__About this task__. The reply should be a single number: the count of lines below that contain the word "info".

Saved entries:
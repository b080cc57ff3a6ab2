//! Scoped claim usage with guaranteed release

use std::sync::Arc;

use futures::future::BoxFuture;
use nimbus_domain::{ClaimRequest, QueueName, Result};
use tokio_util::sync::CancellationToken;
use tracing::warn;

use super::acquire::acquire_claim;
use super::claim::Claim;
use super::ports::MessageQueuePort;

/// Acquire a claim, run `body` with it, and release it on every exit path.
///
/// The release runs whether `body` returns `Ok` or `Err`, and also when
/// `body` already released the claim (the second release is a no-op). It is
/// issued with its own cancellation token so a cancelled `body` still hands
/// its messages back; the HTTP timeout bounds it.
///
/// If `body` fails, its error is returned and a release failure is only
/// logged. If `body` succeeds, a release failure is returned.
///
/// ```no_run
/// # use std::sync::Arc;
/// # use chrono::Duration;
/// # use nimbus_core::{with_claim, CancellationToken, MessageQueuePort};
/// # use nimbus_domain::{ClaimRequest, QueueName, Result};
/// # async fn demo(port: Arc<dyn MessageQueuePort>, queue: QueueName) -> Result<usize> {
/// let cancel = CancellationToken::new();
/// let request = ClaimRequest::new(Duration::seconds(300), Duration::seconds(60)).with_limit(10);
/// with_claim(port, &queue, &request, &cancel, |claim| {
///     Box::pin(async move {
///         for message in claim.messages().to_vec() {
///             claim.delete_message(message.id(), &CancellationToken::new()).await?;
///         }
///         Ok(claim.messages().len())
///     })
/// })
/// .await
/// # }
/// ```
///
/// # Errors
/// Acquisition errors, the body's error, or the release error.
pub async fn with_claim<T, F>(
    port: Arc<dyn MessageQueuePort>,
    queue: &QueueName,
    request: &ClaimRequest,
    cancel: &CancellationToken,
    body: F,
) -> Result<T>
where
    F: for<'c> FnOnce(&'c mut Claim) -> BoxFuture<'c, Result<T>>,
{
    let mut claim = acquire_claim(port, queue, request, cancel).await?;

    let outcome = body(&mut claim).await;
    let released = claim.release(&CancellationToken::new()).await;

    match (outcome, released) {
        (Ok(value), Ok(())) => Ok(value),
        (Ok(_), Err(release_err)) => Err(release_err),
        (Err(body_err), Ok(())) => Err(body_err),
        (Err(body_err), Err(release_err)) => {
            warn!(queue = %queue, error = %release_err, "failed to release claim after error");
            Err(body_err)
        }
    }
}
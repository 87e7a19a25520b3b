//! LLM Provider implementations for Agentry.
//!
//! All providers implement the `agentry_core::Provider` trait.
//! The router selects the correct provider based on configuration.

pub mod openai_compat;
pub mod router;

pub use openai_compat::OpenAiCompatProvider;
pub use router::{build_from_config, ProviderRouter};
* * *
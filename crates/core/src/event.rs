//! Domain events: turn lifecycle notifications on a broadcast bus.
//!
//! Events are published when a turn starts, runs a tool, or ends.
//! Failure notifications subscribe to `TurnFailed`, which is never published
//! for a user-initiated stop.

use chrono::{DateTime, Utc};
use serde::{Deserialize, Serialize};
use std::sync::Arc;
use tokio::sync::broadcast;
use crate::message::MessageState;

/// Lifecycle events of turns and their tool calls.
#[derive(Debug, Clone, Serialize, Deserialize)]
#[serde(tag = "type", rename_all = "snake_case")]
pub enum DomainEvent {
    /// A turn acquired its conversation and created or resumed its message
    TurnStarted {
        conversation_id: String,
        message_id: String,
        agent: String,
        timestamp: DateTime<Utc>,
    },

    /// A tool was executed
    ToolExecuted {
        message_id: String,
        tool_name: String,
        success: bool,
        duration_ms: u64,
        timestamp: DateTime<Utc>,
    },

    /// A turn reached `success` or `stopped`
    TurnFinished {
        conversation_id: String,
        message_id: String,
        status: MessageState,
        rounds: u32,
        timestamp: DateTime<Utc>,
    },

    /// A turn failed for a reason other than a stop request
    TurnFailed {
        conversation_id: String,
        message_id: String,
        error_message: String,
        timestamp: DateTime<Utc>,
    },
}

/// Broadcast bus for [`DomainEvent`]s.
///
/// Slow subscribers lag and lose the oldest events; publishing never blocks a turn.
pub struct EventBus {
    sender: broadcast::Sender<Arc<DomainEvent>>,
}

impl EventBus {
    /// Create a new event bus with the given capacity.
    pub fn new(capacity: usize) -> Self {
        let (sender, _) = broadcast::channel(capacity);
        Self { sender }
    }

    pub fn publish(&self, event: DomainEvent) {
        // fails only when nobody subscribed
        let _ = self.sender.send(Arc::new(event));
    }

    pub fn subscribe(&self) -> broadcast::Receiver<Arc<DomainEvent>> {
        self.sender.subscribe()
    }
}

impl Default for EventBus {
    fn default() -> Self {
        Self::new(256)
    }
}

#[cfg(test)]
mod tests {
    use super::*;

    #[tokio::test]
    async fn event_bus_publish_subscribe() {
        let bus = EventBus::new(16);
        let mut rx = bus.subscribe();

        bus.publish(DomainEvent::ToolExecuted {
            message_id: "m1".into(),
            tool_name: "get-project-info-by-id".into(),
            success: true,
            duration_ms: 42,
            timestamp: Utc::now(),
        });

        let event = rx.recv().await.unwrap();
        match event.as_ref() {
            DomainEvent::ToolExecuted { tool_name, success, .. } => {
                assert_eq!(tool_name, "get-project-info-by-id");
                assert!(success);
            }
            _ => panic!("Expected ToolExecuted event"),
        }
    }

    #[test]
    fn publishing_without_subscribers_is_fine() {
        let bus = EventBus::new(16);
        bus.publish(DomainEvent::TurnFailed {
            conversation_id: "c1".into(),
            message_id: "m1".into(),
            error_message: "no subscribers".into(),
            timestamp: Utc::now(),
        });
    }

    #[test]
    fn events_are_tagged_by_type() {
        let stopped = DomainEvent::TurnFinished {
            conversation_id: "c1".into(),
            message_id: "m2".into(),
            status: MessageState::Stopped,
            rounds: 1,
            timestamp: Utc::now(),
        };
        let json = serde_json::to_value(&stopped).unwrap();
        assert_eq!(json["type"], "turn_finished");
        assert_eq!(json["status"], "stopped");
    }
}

__Task answer__. 2